Stored data:

--- START ---

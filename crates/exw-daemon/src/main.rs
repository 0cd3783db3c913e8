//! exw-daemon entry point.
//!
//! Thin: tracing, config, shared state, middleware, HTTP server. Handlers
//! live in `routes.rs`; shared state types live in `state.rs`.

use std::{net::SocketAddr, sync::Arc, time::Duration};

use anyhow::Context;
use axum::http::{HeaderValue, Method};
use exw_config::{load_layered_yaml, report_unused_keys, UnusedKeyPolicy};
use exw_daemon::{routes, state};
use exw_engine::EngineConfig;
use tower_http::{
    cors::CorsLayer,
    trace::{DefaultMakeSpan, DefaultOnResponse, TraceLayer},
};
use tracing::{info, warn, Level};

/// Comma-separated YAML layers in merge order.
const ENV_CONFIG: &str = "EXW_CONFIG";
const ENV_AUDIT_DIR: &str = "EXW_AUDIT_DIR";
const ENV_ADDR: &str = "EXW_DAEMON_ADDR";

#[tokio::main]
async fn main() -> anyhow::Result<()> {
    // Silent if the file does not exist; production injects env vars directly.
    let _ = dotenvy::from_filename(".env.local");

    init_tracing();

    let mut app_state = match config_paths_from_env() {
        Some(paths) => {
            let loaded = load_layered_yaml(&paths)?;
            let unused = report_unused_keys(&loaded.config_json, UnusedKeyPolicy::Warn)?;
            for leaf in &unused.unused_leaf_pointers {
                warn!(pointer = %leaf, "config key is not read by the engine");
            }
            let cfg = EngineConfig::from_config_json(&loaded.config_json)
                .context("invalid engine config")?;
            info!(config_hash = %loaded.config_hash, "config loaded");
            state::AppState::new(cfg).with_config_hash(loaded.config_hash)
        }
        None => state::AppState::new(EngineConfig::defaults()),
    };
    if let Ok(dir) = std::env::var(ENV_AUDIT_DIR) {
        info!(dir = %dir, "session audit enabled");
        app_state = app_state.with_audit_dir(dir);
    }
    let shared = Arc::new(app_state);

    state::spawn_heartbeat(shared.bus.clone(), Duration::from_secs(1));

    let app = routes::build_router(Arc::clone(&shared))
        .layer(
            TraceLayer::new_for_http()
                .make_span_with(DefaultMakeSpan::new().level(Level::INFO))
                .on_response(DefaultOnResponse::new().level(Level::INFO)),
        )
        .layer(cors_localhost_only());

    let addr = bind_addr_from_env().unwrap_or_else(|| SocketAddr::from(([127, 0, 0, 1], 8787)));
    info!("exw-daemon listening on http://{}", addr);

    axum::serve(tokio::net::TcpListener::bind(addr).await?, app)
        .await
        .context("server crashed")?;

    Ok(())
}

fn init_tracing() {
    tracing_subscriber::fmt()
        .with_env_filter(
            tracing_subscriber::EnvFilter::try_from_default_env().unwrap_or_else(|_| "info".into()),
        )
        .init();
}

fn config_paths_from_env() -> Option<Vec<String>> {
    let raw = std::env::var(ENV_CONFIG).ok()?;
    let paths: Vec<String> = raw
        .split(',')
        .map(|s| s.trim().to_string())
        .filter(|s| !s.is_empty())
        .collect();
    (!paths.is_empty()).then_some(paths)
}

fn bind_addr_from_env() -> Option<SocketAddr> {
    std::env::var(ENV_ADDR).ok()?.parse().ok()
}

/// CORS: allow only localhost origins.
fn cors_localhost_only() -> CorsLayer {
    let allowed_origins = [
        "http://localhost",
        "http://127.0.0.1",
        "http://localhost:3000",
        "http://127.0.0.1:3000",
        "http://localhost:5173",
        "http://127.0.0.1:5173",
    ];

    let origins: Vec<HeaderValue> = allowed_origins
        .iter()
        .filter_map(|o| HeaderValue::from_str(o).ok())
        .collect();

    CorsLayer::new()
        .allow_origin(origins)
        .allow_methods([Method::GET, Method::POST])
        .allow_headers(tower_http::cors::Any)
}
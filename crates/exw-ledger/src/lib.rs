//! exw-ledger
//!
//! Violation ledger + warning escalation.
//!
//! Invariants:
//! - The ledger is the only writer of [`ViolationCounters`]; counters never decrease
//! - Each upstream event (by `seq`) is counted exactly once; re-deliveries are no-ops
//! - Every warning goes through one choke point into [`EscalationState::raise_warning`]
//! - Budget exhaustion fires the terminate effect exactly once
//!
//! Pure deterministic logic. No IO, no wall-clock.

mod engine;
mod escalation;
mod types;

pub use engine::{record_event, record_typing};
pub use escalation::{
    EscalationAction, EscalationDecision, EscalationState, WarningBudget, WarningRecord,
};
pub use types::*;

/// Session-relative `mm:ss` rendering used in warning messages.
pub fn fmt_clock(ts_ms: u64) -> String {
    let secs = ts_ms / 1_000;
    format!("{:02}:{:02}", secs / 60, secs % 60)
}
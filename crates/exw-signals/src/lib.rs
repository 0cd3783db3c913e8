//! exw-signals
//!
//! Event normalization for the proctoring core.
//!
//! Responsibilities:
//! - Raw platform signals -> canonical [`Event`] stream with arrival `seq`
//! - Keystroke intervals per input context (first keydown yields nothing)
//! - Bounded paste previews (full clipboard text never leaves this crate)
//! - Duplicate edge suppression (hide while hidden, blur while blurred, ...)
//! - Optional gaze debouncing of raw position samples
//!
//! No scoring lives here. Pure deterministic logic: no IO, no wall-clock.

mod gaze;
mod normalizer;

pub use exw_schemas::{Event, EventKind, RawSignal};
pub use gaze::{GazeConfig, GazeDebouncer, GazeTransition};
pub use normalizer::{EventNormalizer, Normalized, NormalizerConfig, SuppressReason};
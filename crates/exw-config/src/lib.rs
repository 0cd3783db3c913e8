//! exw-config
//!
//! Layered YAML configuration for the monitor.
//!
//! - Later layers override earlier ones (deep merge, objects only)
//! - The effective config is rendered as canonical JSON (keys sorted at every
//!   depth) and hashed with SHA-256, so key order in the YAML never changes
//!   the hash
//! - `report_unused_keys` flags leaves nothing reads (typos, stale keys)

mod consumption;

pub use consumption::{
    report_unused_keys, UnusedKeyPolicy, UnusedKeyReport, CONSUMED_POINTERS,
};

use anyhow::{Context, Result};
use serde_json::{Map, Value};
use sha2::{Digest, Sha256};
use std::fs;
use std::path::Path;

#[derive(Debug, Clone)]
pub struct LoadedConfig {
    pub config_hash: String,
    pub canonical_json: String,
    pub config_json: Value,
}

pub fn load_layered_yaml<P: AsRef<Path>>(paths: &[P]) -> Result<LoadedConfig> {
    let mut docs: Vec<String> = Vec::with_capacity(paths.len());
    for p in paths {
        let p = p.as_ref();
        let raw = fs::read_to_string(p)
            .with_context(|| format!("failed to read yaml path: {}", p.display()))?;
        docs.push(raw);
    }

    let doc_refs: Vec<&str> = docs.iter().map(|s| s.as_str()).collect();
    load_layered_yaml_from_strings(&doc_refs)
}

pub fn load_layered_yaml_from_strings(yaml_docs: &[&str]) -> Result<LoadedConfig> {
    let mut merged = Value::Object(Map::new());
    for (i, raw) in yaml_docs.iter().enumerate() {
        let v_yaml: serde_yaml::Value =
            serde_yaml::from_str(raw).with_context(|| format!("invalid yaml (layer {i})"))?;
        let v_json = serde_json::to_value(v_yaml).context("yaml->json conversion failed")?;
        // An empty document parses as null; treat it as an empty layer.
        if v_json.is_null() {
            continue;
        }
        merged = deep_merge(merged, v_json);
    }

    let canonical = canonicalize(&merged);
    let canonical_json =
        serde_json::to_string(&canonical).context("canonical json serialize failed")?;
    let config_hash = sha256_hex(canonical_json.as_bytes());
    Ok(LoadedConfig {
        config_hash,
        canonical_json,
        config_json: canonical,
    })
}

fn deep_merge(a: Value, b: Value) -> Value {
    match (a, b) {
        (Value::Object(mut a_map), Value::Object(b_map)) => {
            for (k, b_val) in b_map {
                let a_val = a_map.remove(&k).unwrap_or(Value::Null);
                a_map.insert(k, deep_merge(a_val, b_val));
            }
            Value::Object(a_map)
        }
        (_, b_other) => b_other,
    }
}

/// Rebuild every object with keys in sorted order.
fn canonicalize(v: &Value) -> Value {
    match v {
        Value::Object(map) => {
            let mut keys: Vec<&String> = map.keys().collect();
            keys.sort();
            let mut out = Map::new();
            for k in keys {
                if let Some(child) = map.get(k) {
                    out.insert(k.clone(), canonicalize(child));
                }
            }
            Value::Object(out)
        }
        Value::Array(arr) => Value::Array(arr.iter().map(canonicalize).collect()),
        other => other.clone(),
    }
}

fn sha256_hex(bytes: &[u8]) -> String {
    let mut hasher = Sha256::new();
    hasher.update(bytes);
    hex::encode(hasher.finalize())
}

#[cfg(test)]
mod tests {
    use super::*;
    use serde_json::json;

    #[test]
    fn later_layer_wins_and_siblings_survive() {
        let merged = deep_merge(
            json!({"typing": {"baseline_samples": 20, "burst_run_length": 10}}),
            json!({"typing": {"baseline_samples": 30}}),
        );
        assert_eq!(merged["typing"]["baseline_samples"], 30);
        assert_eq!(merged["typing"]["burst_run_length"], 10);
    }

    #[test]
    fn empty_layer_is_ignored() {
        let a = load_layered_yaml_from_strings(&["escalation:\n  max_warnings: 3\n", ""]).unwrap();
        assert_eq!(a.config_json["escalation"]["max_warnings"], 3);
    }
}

--- END ---

#### Work to complete:
All that is wanted is a faithful reproduction of the line above with "out.insert(k.clone(), canonicalize(child));", the line with "fn sha256_hex(bytes: &[u8])", and every line in between.

#### Task solution:
                    out.insert(k.clone(), canonicalize(child));
                }
            }
            Value::Object(out)
        }
        Value::Array(arr) => Value::Array(arr.iter().map(canonicalize).collect()),
        other => other.clone(),
    }
}

fn sha256_hex(bytes: &[u8]) -> String {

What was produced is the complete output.